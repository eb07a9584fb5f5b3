use crate::domain::{AlternativeIdentifiers, RawTerm, SPECIAL_REPORT_TYPE, SpecialReport};
use crate::identity::{external_id_for_tme_identifier, tme_identifier};

pub fn transform_special_report(term: &RawTerm, taxonomy_name: &str) -> SpecialReport {
    let tme_id = tme_identifier(&term.raw_id, taxonomy_name);
    let uuid = external_id_for_tme_identifier(&tme_id).into_string();

    SpecialReport {
        alternative_identifiers: AlternativeIdentifiers {
            tme: vec![tme_id],
            uuids: vec![uuid.clone()],
        },
        uuid,
        pref_label: term.canonical_name.clone(),
        kind: SPECIAL_REPORT_TYPE.to_string(),
    }
}
//! Record Reader - Reassembly and Corruption Recovery
//!
//! `LogReader` consumes physical records from a seekable byte source and
//! reassembles the logical records a [`LogWriter`](crate::LogWriter)
//! produced, in stream order.
//!
//! ## Recovery model
//!
//! Corruption is local, never fatal. Any of
//!
//! - a length field that overruns the current block,
//! - a checksum mismatch,
//! - an unknown type byte,
//! - a fragment arriving out of sequence (e.g. `Middle` with no `First`)
//!
//! discards the in-progress reassembly, reports the event to the
//! configured [`CorruptionReporter`], and resynchronizes by seeking to
//! the next block boundary. At most the logical records touching the
//! damaged block are lost; iteration then continues with the next valid
//! record. Callers never see an error for corruption, only a clean next
//! record or end of stream.
//!
//! A stream that ends mid-header or mid-payload (a crash during write)
//! is ordinary end of stream: `read_record` returns `Ok(None)`.
//!
//! ## Usage
//!
//! ```ignore
//! use recordlog::LogReader;
//!
//! let file = tokio::fs::File::open("records.log").await?;
//! let mut reader = LogReader::new(file);
//!
//! while let Some(record) = reader.read_record().await? {
//!     handle(record);
//! }
//! // reader.position() can be persisted and passed to seek() later to
//! // resume the scan.
//! ```

use std::io::SeekFrom;

use bytes::{Bytes, BytesMut};
use tokio::io::{AsyncRead, AsyncReadExt, AsyncSeek, AsyncSeekExt};
use tracing::warn;

use crate::error::Result;
use crate::format::{record_crc, unmask_crc, RecordType, BLOCK_SIZE, HEADER_LEN};

/// Observer for corruption events the reader recovers from.
///
/// Injected rather than global so the reader carries no ambient state;
/// `bytes` is the size of the region being discarded (the bad physical
/// record plus any reassembly in progress).
pub trait CorruptionReporter {
    fn corruption(&mut self, bytes: u64, reason: &str);
}

/// Default reporter: structured `warn` events.
#[derive(Debug, Default)]
pub struct TracingReporter;

impl CorruptionReporter for TracingReporter {
    fn corruption(&mut self, bytes: u64, reason: &str) {
        warn!(bytes, reason, "skipping corrupt log region");
    }
}

/// Outcome of one physical-record read. Corruption is a value the
/// reassembly loop inspects, not an error that unwinds.
enum Physical {
    /// No further complete record is available.
    Eof,
    /// Fewer than `HEADER_LEN` bytes remain in the current block; the
    /// tail is writer padding. Synthesized without touching the stream.
    Padding,
    /// A damaged region of `bytes` on-stream bytes.
    Corrupt { bytes: u64, reason: &'static str },
    /// A decoded record; its payload is in `LogReader::frame`.
    Record { kind: RecordType },
}

/// Reads logical records back from a seekable byte source.
pub struct LogReader<R> {
    input: R,

    /// Stream position, kept in lockstep with `input`.
    pos: u64,

    /// Payload of the most recently decoded physical record.
    frame: Vec<u8>,

    /// Reassembly buffer for fragmented records. Starts at one block and
    /// doubles when an append would overflow.
    scratch: BytesMut,

    reporter: Box<dyn CorruptionReporter + Send>,
}

impl<R: AsyncRead + AsyncSeek + Unpin> LogReader<R> {
    /// Create a reader over a source positioned at offset zero. Use
    /// [`seek`](Self::seek) to resume a scan from a saved position.
    pub fn new(input: R) -> Self {
        Self {
            input,
            pos: 0,
            frame: Vec::with_capacity(BLOCK_SIZE),
            scratch: BytesMut::with_capacity(BLOCK_SIZE),
            reporter: Box::new(TracingReporter),
        }
    }

    /// Replace the corruption observer.
    pub fn with_reporter(mut self, reporter: Box<dyn CorruptionReporter + Send>) -> Self {
        self.reporter = reporter;
        self
    }

    /// Next logical record in stream order, or `None` once no further
    /// complete record is available.
    pub async fn read_record(&mut self) -> Result<Option<Bytes>> {
        self.scratch.clear();
        let mut last = RecordType::None;

        loop {
            match self.read_physical_record().await? {
                Physical::Eof => return Ok(None),

                Physical::Padding => {
                    if last != RecordType::None {
                        // The writer never pads inside a fragment run.
                        self.recover(self.scratch.len() as u64, "padding inside fragmented record")
                            .await?;
                        last = RecordType::None;
                    } else {
                        self.skip_to_next_block().await?;
                    }
                }

                Physical::Corrupt { bytes, reason } => {
                    self.recover(bytes + self.scratch.len() as u64, reason).await?;
                    last = RecordType::None;
                }

                Physical::Record { kind } => match (last, kind) {
                    (RecordType::None, RecordType::Full) => {
                        return Ok(Some(Bytes::copy_from_slice(&self.frame)));
                    }
                    (RecordType::None, RecordType::First) => {
                        self.accumulate();
                        last = RecordType::First;
                    }
                    (RecordType::First | RecordType::Middle, RecordType::Middle) => {
                        self.accumulate();
                        last = RecordType::Middle;
                    }
                    (RecordType::First | RecordType::Middle, RecordType::Last) => {
                        self.accumulate();
                        return Ok(Some(self.scratch.split().freeze()));
                    }
                    (RecordType::None, RecordType::None) => {
                        // A zero region that happened to checksum; treat
                        // as padding and move on.
                        self.skip_to_next_block().await?;
                    }
                    (_, _) => {
                        let bytes = (self.frame.len() + self.scratch.len()) as u64;
                        self.recover(bytes, "invalid record type sequence").await?;
                        last = RecordType::None;
                    }
                },
            }
        }
    }

    /// Current stream position. Valid to persist and later pass to
    /// [`seek`](Self::seek).
    pub fn position(&self) -> u64 {
        self.pos
    }

    /// Reposition the scan. The next `read_record` call resumes from
    /// `offset`, which should be a position previously returned by
    /// [`position`](Self::position).
    pub async fn seek(&mut self, offset: u64) -> Result<()> {
        self.input.seek(SeekFrom::Start(offset)).await?;
        self.pos = offset;
        Ok(())
    }

    pub fn into_inner(self) -> R {
        self.input
    }

    /// Decode one physical record at the current position.
    async fn read_physical_record(&mut self) -> Result<Physical> {
        let block_remaining = BLOCK_SIZE - (self.pos % BLOCK_SIZE as u64) as usize;
        if block_remaining < HEADER_LEN {
            return Ok(Physical::Padding);
        }

        let mut header = [0u8; HEADER_LEN];
        let filled = fill_from(&mut self.input, &mut header).await?;
        self.pos += filled as u64;
        if filled < HEADER_LEN {
            return Ok(Physical::Eof);
        }

        let masked = u32::from_le_bytes([header[0], header[1], header[2], header[3]]);
        let length = u16::from_le_bytes([header[4], header[5]]) as usize;
        let tag = header[6];

        if length > block_remaining - HEADER_LEN {
            return Ok(Physical::Corrupt {
                bytes: HEADER_LEN as u64,
                reason: "record length overruns block",
            });
        }
        let Some(kind) = RecordType::from_u8(tag) else {
            return Ok(Physical::Corrupt {
                bytes: HEADER_LEN as u64,
                reason: "unknown record type",
            });
        };

        self.frame.resize(length, 0);
        let filled = fill_from(&mut self.input, &mut self.frame).await?;
        self.pos += filled as u64;
        if filled < length {
            return Ok(Physical::Eof);
        }

        if unmask_crc(masked) != record_crc(kind, &self.frame) {
            return Ok(Physical::Corrupt {
                bytes: (HEADER_LEN + length) as u64,
                reason: "checksum mismatch",
            });
        }

        Ok(Physical::Record { kind })
    }

    /// Discard in-progress reassembly, report, and resynchronize.
    async fn recover(&mut self, bytes: u64, reason: &'static str) -> Result<()> {
        self.reporter.corruption(bytes, reason);
        self.scratch.clear();
        self.skip_to_next_block().await
    }

    /// Seek to the next block boundary. A position already on a boundary
    /// stays put: the block starting here has not been implicated.
    async fn skip_to_next_block(&mut self) -> Result<()> {
        let offset_in_block = self.pos % BLOCK_SIZE as u64;
        if offset_in_block != 0 {
            let next = self.pos + (BLOCK_SIZE as u64 - offset_in_block);
            self.seek(next).await?;
        }
        Ok(())
    }

    /// Append the current frame to the reassembly buffer, doubling its
    /// capacity as needed so accumulated bytes are preserved.
    fn accumulate(&mut self) {
        let needed = self.scratch.len() + self.frame.len();
        if needed > self.scratch.capacity() {
            let mut capacity = self.scratch.capacity().max(BLOCK_SIZE);
            while capacity < needed {
                capacity *= 2;
            }
            self.scratch.reserve(capacity - self.scratch.len());
        }
        self.scratch.extend_from_slice(&self.frame);
    }
}

/// Fill `buf` from `input`, stopping early only at end of stream.
/// Returns the number of bytes read; a short count means the stream was
/// truncated mid-record, which callers treat as end of stream.
async fn fill_from<R: AsyncRead + Unpin>(input: &mut R, buf: &mut [u8]) -> Result<usize> {
    let mut filled = 0;
    while filled < buf.len() {
        let n = input.read(&mut buf[filled..]).await?;
        if n == 0 {
            break;
        }
        filled += n;
    }
    Ok(filled)
}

### Problem to work on
Reproduce the entries above exactly, starting at their first line and finishing with the line that contains "byte source and".

### Written solution
repository eb07a9584fb5f5b3
use crate::domain::{AlternativeIdentifiers, RawTerm, SPECIAL_REPORT_TYPE, SpecialReport};
use crate::identity::{external_id_for_tme_identifier, tme_identifier};

pub fn transform_special_report(term: &RawTerm, taxonomy_name: &str) -> SpecialReport {
    let tme_id = tme_identifier(&term.raw_id, taxonomy_name);
    let uuid = external_id_for_tme_identifier(&tme_id).into_string();

    SpecialReport {
        alternative_identifiers: AlternativeIdentifiers {
            tme: vec![tme_id],
            uuids: vec![uuid.clone()],
        },
        uuid,
        pref_label: term.canonical_name.clone(),
        kind: SPECIAL_REPORT_TYPE.to_string(),
    }
}
//! Record Reader - Reassembly and Corruption Recovery
//!
//! `LogReader` consumes physical records from a seekable byte source and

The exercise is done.